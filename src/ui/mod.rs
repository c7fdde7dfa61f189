//! Terminal user interface components.
//!
//! This module provides:
//! - [`UserInterface`] trait for UI abstraction
//! - [`TerminalUI`] for interactive terminal usage
//! - [`NonInteractiveUI`] for CI/headless environments
//! - [`MockUI`] for tests
//! - Spinners, review prompts and time/size formatting
//!
//! # Example
//!
//! ```
//! use baton::ui::{create_ui, OutputMode};
//!
//! // Non-interactive mode never blocks on input
//! let mut ui = create_ui(false, OutputMode::Quiet);
//! ui.show_header("Monthly report");
//! ui.success("Run complete");
//! ```

pub mod mock;
pub mod non_interactive;
pub mod output;
pub mod progress;
pub mod prompts;
pub mod spinner;
pub mod terminal;
pub mod theme;

pub use mock::MockUI;
pub use non_interactive::NonInteractiveUI;
pub use output::OutputMode;
pub use progress::{format_duration, format_file_size, format_timer};
pub use prompts::confirm;
pub use spinner::ProgressSpinner;
pub use terminal::{create_ui, TerminalUI};
pub use theme::{should_use_colors, BatonTheme};

use crate::error::Result;
use crate::runner::RunOutcome;

/// Trait for user interface interactions.
///
/// This trait allows mocking the UI in tests.
pub trait UserInterface {
    /// Get the current output mode.
    fn output_mode(&self) -> OutputMode;

    /// Change the output mode.
    fn set_output_mode(&mut self, mode: OutputMode);

    /// Display a message to the user.
    fn message(&mut self, msg: &str);

    /// Display a success message.
    fn success(&mut self, msg: &str);

    /// Display a warning message.
    fn warning(&mut self, msg: &str);

    /// Display an error message.
    fn error(&mut self, msg: &str);

    /// Ask a yes/no question.
    fn confirm(&mut self, question: &str, default: bool) -> Result<bool>;

    /// Start a spinner for a running step.
    fn start_spinner(&mut self, message: &str) -> Box<dyn SpinnerHandle>;

    /// Show a header/banner.
    fn show_header(&mut self, title: &str);

    /// Show progress (e.g., "[3/11]").
    fn show_progress(&mut self, current: usize, total: usize);

    /// Show the end-of-run summary.
    fn show_summary(&mut self, summary: &RunSummary);

    /// Check if running in interactive mode.
    fn is_interactive(&self) -> bool;
}

/// Handle for controlling a spinner.
pub trait SpinnerHandle {
    /// Update the spinner message.
    fn set_message(&mut self, msg: &str);

    /// Mark the step as completed.
    fn finish_success(&mut self, msg: &str);

    /// Mark the step as failed.
    fn finish_error(&mut self, msg: &str);

    /// Mark the step as waiting for review.
    fn finish_review(&mut self, msg: &str);
}

/// What the end-of-run summary shows.
#[derive(Debug, Clone, PartialEq, Eq)]
pub struct RunSummary {
    pub workflow: String,
    pub outcome: RunOutcome,
    pub steps_completed: usize,
    pub total_steps: usize,
    pub elapsed_ms: u64,
    /// Steps that never ran because of a failure.
    pub blocked: Vec<String>,
}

- - -

**PROBLEM DETAILS**
The records above should be restated exactly, line for line.

**ANSWER BELOW**
filename src/ui/mod.rs
repository c7fdde7dfa61f189
//! Terminal user interface components.
//!
//! This module provides:
//! - [`UserInterface`] trait for UI abstraction
//! - [`TerminalUI`] for interactive terminal usage
//! - [`NonInteractiveUI`] for CI/headless environments
//! - [`MockUI`] for tests
//! - Spinners, review prompts and time/size formatting
//!
//! # Example
//!
//! ```
//! use baton::ui::{create_ui, OutputMode};
//!
//! // Non-interactive mode never blocks on input
//! let mut ui = create_ui(false, OutputMode::Quiet);
//! ui.show_header("Monthly report");
//! ui.success("Run complete");
//! ```

pub mod mock;
pub mod non_interactive;
pub mod output;
pub mod progress;
pub mod prompts;
pub mod spinner;
pub mod terminal;
pub mod theme;

pub use mock::MockUI;
pub use non_interactive::NonInteractiveUI;
pub use output::OutputMode;
pub use progress::{format_duration, format_file_size, format_timer};
pub use prompts::confirm;
pub use spinner::ProgressSpinner;
pub use terminal::{create_ui, TerminalUI};
pub use theme::{should_use_colors, BatonTheme};

use crate::error::Result;
use crate::runner::RunOutcome;

/// Trait for user interface interactions.
///
/// This trait allows mocking the UI in tests.
pub trait UserInterface {
    /// Get the current output mode.
    fn output_mode(&self) -> OutputMode;

    /// Change the output mode.
    fn set_output_mode(&mut self, mode: OutputMode);

    /// Display a message to the user.
    fn message(&mut self, msg: &str);

    /// Display a success message.
    fn success(&mut self, msg: &str);

    /// Display a warning message.
    fn warning(&mut self, msg: &str);

    /// Display an error message.
    fn error(&mut self, msg: &str);

    /// Ask a yes/no question.
    fn confirm(&mut self, question: &str, default: bool) -> Result<bool>;

    /// Start a spinner for a running step.
    fn start_spinner(&mut self, message: &str) -> Box<dyn SpinnerHandle>;

    /// Show a header/banner.
    fn show_header(&mut self, title: &str);

    /// Show progress (e.g., "[3/11]").
    fn show_progress(&mut self, current: usize, total: usize);

    /// Show the end-of-run summary.
    fn show_summary(&mut self, summary: &RunSummary);

    /// Check if running in interactive mode.
    fn is_interactive(&self) -> bool;
}

/// Handle for controlling a spinner.
pub trait SpinnerHandle {
    /// Update the spinner message.
    fn set_message(&mut self, msg: &str);

    /// Mark the step as completed.
    fn finish_success(&mut self, msg: &str);

    /// Mark the step as failed.
    fn finish_error(&mut self, msg: &str);

    /// Mark the step as waiting for review.
    fn finish_review(&mut self, msg: &str);
}

/// What the end-of-run summary shows.
#[derive(Debug, Clone, PartialEq, Eq)]
pub struct RunSummary {
    pub workflow: String,
    pub outcome: RunOutcome,
    pub steps_completed: usize,
    pub total_steps: usize,
    pub elapsed_ms: u64,
    /// Steps that never ran because of a failure.
    pub blocked: Vec<String>,
}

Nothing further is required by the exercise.